Trump's onslaught of tweets has been far from one long victory parade, with the president repeatedly going on the defensive over the merits of his unexpected triumph.

The tone was set just over 24 hours after the reality of his win dawned, when he lambasted as "very unfair" the "professional protesters" who took to the streets in the millions to denounce his election.

Just had a very open and successful presidential election. Now professional protesters, incited by the media, are protesting. Very unfair!

— Donald J. Trump (@realDonaldTrump) November 11, 2016

Trump's victory in the Electoral College had been confirmed in the early hours of November 9, but in the days following the election, as votes continued to be counted, Clinton's margin of victory in the popular vote kept creeping up, eventually reaching almost 3 million. It was a reality that Trump never fully seemed able to process

Almost immediately, he began to question the result, trumpeting the merits of the Electoral College and claiming, without any evidence, that 3 million to 5 million people had voted illegally. He similarly suggested that the popular vote was far from a fair metric of judging popularity. After all, he said, if the election had been decided on that basis, he would have campaigned in Democratic strongholds like New York and California. (He did not address the fact that Clinton would then have done the same in red states like Texas.)

The Electoral College is actually genius in that it brings all states, including the smaller ones, into play. Campaigning is much different!
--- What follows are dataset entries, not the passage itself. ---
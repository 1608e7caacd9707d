//! Configuration management subsystem.
//!
//! # Data Flow
//! ```text
//! config file (TOML)
//!     → loader.rs (parse & deserialize, record config root)
//!     → validation.rs (semantic checks)
//!     → AppConfig (validated, immutable)
//!     → Router::from_config / DispatchServer / logging
//! ```
//!
//! # Design Decisions
//! - Config is immutable once loaded
//! - All fields have defaults to allow minimal configs
//! - Validation separates syntactic (serde) from semantic checks

pub mod loader;
pub mod schema;
pub mod validation;

pub use loader::{load_config, ConfigError};
pub use schema::AppConfig;
pub use schema::ObservabilityConfig;
pub use schema::RouteConfig;
pub use schema::RoutingConfig;
pub use schema::ServerConfig;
— Donald J. Trump (@realDonaldTrump) November 15, 2016

If the election were based on total popular vote I would have campaigned in N.Y. Florida and California and won even bigger and more easily

— Donald J. Trump (@realDonaldTrump) November 15, 2016

Trump's defensive posture continued as the specter of Russia's role in the election began to take prominence and, in Trump's mind at least, called into question the legitimacy of his presidency. Trump swiftly concluded that the investigation was without substance and labeled it an excuse peddled by Democrats for their party's shocking loss, even as the FBI and others began to deepen their investigations.

Rather than dampening the Russia talk, Trump threw flames on it by firing FBI Director James Comey. He then sparked further commotion when suggesting in a tweet—that he had taped his conversations with the bureau's chief.
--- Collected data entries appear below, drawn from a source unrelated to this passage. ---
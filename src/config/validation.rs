//! Configuration validation.
//!
//! # Responsibilities
//! - Semantic validation (serde handles syntactic)
//! - Reject incomplete or duplicate route definitions
//! - Compile requirement sub-patterns before any route is registered
//! - Validate value ranges (timeouts > 0)
//!
//! # Design Decisions
//! - Returns all validation errors, not just first
//! - Validation is pure function: AppConfig → Result<(), Vec<ValidationError>>
//! - Runs before config is accepted into the system

use std::collections::HashSet;

use indexmap::IndexMap;
use thiserror::Error;

use crate::config::schema::{AppConfig, RouteConfig};
use crate::routing::pattern::{self, CompiledPattern};

/// A single semantic problem in the configuration.
#[derive(Debug, Clone, PartialEq, Eq, Error)]
pub enum ValidationError {
    #[error("route #{index} has an empty '{field}'")]
    EmptyField { index: usize, field: &'static str },

    #[error("route name '{0}' is defined more than once")]
    DuplicateName(String),

    #[error("route '{route}' requirement for '{parameter}' is not a valid pattern: {message}")]
    InvalidRequirement {
        route: String,
        parameter: String,
        message: String,
    },

    #[error("route '{route}' has a requirement for unknown parameter '{parameter}'")]
    UnknownRequirement { route: String, parameter: String },

    #[error("server.request_timeout_secs must be greater than zero")]
    ZeroTimeout,
}

/// Check the whole configuration, collecting every error.
pub fn validate_config(config: &AppConfig) -> Result<(), Vec<ValidationError>> {
    let mut errors = Vec::new();
    let mut names = HashSet::new();

    for (index, route) in config.routing.routes.iter().enumerate() {
        validate_route(index, route, &mut errors);

        if !route.name.is_empty() && !names.insert(route.name.as_str()) {
            errors.push(ValidationError::DuplicateName(route.name.clone()));
        }
    }

    if config.server.request_timeout_secs == 0 {
        errors.push(ValidationError::ZeroTimeout);
    }

    if errors.is_empty() {
        Ok(())
    } else {
        Err(errors)
    }
}

fn validate_route(index: usize, route: &RouteConfig, errors: &mut Vec<ValidationError>) {
    for (field, value) in [
        ("name", &route.name),
        ("rule", &route.rule),
        ("controller", &route.controller),
        ("action", &route.action),
    ] {
        if value.is_empty() {
            errors.push(ValidationError::EmptyField { index, field });
        }
    }

    let placeholders: HashSet<&str> = pattern::placeholders(&route.rule).map(|p| p.name).collect();

    for (parameter, requirement) in &route.requirements {
        if !placeholders.contains(parameter.as_str()) {
            errors.push(ValidationError::UnknownRequirement {
                route: route.name.clone(),
                parameter: parameter.clone(),
            });
            continue;
        }

        // each requirement on its own, so the error names the culprit
        let single = IndexMap::from([(parameter.clone(), requirement.clone())]);
        let sample = format!("{{{}}}", parameter);
        if let Err(e) = CompiledPattern::compile(&sample, &single) {
            errors.push(ValidationError::InvalidRequirement {
                route: route.name.clone(),
                parameter: parameter.clone(),
                message: e.to_string(),
            });
        }
    }
}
While dismissing the Russia investigation, Trump regularly attempted to divert attention from the probe, most commonly by suggesting his rivals had acted inappropriately. Notably, there was the unfounded claim that President Barack Obama had wiretapped his phones.

Terrible! Just found out that Obama had my "wires tapped" in Trump Tower just before the victory. Nothing found. This is McCarthyism!

— Donald J. Trump (@realDonaldTrump) March 4, 2017

Even as the one-year anniversary of his win approached, Trump couldn't help but return to the subject under than less than glorious circumstances. As the first indictments in special counsel Robert Mueller's probe emerged, Trump seized on less than substantive stories about Clinton and Russia, as well as a certain dossier.

The real story on Collusion is in Donna B's new book. Crooked Hillary bought the DNC & then stole the Democratic Primary from Crazy Bernie!

The real story on Collusion is in Donna B's new book. Crooked Hillary bought the DNC & then stole the Democratic Primary from Crazy Bernie!

— Donald J. Trump (@realDonaldTrump) November 3, 2017

Trump, of course, is not alone in his obsession with the events of 12 months ago. Books continue to be published from both the Democratic and Republican perspectives, and an investigation into what exactly went on during that seemingly interminable campaign remains ongoing.

But, even in victory, Trump can't see to move on. Now with 280 characters in his arsenal, he has even greater ammunition to fire at the election that never truly ended.